WORK TO BE COMPLETED: Could you say how many lines in the entries contain the string "false"? Give only that number.

Records drawn from a dataset:
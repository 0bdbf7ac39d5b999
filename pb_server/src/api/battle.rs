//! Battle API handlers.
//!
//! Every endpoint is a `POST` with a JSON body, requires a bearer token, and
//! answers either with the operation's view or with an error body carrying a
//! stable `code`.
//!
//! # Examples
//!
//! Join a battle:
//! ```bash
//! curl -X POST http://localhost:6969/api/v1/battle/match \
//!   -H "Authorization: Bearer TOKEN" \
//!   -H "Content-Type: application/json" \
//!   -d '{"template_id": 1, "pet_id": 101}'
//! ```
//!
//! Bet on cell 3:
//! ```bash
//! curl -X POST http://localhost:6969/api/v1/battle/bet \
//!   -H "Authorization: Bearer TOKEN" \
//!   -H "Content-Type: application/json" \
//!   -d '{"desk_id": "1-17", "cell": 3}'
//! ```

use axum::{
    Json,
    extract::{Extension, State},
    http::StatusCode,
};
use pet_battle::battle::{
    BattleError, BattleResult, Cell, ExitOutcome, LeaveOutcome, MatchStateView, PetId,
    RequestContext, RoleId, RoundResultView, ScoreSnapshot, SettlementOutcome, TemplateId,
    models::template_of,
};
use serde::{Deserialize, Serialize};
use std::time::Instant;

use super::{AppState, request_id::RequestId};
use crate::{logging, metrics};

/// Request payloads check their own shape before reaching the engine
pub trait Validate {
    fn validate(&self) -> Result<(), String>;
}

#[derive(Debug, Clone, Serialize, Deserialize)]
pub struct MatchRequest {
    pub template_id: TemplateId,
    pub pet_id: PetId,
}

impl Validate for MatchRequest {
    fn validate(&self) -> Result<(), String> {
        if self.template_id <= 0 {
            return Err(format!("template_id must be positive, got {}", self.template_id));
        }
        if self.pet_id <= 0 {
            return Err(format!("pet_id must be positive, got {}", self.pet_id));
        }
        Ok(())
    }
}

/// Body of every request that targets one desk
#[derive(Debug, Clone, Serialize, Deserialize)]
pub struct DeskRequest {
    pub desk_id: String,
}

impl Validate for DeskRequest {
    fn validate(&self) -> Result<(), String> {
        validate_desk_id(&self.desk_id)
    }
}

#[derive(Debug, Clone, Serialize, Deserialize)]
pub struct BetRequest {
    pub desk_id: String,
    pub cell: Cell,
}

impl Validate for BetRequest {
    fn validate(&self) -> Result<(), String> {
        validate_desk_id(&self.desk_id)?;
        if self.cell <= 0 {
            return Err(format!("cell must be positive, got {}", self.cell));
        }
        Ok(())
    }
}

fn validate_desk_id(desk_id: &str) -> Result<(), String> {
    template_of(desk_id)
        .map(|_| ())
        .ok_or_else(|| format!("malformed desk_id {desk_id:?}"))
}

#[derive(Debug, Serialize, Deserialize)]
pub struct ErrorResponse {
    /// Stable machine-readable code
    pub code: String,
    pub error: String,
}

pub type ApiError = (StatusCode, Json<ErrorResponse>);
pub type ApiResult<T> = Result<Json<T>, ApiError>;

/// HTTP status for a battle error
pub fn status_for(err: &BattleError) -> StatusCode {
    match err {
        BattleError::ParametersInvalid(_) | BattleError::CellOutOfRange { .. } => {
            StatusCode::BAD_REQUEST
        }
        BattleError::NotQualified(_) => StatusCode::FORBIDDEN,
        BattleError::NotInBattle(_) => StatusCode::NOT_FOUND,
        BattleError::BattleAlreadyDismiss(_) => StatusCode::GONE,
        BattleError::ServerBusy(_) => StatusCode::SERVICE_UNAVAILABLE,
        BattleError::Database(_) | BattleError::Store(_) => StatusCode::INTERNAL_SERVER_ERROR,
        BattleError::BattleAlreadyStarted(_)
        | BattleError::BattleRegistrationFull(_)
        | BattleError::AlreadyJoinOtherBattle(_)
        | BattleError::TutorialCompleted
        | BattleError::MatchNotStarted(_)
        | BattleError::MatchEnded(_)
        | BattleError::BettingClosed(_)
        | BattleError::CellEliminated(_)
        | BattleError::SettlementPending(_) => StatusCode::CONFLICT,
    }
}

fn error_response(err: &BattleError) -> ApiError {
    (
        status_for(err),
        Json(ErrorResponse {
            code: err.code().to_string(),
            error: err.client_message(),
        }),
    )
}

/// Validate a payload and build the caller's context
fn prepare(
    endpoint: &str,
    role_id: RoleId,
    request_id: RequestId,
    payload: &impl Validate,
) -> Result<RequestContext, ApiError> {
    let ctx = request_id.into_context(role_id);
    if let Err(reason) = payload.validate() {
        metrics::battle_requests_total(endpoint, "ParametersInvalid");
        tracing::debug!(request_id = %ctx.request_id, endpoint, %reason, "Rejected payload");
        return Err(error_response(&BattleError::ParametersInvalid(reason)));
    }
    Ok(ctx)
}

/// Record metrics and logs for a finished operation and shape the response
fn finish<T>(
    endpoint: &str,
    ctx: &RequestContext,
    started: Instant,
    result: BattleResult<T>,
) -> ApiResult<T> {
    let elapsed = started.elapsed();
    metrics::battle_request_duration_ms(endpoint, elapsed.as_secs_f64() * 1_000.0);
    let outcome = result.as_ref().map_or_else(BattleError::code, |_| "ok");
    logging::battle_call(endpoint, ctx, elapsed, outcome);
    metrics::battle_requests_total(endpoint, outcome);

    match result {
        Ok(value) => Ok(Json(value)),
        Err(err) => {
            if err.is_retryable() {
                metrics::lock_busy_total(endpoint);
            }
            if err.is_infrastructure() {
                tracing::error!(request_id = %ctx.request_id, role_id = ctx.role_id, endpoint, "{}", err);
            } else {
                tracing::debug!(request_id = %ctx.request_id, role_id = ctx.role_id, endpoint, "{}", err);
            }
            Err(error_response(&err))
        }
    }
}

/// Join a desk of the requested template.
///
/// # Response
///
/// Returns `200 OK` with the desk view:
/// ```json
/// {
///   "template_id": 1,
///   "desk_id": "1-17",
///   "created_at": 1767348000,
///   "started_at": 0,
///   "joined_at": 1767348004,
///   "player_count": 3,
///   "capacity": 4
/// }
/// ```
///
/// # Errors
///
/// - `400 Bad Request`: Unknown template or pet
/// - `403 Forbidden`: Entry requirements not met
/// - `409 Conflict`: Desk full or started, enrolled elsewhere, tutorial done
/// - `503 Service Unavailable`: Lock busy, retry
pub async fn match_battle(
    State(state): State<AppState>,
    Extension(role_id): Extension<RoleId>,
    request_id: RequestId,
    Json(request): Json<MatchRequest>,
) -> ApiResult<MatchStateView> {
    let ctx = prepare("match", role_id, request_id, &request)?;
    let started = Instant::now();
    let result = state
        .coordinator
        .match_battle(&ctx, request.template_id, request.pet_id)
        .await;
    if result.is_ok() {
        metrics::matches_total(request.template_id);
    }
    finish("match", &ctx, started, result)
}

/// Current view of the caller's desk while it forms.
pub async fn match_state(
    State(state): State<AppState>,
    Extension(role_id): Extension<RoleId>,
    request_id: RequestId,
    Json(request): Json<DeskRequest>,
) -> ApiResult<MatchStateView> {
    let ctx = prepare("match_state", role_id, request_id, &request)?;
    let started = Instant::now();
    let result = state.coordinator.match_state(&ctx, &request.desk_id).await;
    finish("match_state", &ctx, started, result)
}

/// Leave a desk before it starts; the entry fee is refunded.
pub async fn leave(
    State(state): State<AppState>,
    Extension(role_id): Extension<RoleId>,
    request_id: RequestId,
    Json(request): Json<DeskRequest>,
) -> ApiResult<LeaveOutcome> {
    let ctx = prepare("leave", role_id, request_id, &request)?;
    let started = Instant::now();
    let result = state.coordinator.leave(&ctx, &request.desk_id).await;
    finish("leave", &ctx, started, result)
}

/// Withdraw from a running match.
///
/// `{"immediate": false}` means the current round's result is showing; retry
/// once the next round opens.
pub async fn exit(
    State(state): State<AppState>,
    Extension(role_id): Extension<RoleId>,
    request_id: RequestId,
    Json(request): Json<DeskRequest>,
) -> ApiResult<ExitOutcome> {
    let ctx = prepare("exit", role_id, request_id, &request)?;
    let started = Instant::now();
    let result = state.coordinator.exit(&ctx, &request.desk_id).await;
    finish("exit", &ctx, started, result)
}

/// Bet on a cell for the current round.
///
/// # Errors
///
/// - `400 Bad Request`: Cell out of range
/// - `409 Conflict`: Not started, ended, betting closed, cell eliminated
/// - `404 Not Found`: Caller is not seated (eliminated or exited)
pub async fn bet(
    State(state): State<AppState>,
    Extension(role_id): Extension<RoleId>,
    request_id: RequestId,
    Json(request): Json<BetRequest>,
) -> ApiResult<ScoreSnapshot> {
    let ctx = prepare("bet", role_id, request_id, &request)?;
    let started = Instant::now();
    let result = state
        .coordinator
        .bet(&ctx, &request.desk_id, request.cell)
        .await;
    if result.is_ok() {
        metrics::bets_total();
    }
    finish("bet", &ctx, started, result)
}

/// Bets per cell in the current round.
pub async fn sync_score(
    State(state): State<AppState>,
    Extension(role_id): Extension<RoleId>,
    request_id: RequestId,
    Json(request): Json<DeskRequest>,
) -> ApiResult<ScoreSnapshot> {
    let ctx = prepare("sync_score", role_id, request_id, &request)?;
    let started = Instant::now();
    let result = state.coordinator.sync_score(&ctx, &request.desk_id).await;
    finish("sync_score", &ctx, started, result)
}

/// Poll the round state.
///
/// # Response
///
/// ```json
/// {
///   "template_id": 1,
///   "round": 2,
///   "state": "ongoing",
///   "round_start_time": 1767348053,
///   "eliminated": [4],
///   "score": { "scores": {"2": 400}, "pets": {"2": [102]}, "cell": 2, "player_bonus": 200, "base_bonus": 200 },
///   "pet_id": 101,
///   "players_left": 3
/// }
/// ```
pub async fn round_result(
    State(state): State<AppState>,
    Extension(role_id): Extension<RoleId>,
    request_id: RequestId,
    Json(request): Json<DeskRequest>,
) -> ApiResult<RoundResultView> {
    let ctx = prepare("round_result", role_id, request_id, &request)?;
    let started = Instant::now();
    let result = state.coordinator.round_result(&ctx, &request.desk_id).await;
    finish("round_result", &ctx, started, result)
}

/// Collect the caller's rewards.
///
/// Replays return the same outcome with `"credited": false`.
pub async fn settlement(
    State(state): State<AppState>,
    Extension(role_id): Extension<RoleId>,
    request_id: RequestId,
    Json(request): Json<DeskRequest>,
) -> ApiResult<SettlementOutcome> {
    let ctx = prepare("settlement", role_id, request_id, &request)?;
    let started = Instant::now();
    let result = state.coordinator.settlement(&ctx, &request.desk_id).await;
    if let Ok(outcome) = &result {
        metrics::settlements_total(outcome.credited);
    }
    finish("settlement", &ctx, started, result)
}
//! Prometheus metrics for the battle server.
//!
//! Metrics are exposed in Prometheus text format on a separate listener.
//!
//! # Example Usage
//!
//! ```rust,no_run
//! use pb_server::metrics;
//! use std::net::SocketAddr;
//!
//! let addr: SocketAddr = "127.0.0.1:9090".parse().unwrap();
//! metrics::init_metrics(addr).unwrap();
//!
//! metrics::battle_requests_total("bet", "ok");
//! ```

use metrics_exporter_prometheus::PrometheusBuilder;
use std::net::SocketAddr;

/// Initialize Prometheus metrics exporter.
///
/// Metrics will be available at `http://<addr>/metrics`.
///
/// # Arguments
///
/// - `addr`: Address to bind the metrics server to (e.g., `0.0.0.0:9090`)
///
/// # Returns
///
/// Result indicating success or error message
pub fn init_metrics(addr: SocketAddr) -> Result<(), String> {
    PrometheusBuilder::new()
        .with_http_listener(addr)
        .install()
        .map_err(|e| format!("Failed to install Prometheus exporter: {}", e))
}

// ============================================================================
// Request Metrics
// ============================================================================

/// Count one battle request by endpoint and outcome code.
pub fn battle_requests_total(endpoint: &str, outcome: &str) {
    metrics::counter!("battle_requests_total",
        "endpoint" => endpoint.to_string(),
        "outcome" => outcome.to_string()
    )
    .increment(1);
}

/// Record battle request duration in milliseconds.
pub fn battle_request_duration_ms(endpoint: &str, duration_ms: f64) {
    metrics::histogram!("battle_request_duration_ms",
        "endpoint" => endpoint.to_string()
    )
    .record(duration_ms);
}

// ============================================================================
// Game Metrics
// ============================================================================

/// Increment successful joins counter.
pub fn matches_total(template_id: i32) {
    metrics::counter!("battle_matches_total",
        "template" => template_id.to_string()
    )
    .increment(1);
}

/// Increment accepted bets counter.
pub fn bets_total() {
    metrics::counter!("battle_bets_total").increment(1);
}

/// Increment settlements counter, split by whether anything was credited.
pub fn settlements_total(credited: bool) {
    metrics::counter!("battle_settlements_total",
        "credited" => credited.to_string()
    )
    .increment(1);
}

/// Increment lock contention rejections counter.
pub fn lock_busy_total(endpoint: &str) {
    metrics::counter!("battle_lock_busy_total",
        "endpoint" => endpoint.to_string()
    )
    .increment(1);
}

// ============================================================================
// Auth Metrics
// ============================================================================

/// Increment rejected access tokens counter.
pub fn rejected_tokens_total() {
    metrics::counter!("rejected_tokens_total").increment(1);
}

ANSWER SPACE: 2